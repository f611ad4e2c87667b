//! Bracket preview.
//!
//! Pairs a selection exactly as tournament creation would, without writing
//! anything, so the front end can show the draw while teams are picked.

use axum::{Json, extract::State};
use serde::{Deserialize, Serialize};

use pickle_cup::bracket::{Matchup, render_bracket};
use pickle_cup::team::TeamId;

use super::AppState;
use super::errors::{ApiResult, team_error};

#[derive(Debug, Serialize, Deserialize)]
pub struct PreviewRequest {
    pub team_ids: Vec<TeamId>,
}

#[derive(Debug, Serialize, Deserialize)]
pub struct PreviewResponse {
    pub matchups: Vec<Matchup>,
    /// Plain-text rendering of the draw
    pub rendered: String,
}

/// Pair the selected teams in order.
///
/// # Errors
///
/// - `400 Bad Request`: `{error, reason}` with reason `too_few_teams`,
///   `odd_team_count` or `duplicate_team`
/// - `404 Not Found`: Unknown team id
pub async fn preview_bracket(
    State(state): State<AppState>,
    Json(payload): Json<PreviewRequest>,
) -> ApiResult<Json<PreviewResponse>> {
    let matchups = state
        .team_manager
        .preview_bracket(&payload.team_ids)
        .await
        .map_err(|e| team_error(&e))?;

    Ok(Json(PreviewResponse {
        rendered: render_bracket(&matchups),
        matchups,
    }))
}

→ **WORK REQUEST**
The data should be printed again exactly, line for line.

→ **RESULT**
repository f611ad4e2c87667b
//! Bracket preview.
//!
//! Pairs a selection exactly as tournament creation would, without writing
//! anything, so the front end can show the draw while teams are picked.

use axum::{Json, extract::State};
use serde::{Deserialize, Serialize};

use pickle_cup::bracket::{Matchup, render_bracket};
use pickle_cup::team::TeamId;

use super::AppState;
use super::errors::{ApiResult, team_error};

#[derive(Debug, Serialize, Deserialize)]
pub struct PreviewRequest {
    pub team_ids: Vec<TeamId>,
}

#[derive(Debug, Serialize, Deserialize)]
pub struct PreviewResponse {
    pub matchups: Vec<Matchup>,
    /// Plain-text rendering of the draw
    pub rendered: String,
}

/// Pair the selected teams in order.
///
/// # Errors
///
/// - `400 Bad Request`: `{error, reason}` with reason `too_few_teams`,
///   `odd_team_count` or `duplicate_team`
/// - `404 Not Found`: Unknown team id
pub async fn preview_bracket(
    State(state): State<AppState>,
    Json(payload): Json<PreviewRequest>,
) -> ApiResult<Json<PreviewResponse>> {
    let matchups = state
        .team_manager
        .preview_bracket(&payload.team_ids)
        .await
        .map_err(|e| team_error(&e))?;

    Ok(Json(PreviewResponse {
        rendered: render_bracket(&matchups),
        matchups,
    }))
}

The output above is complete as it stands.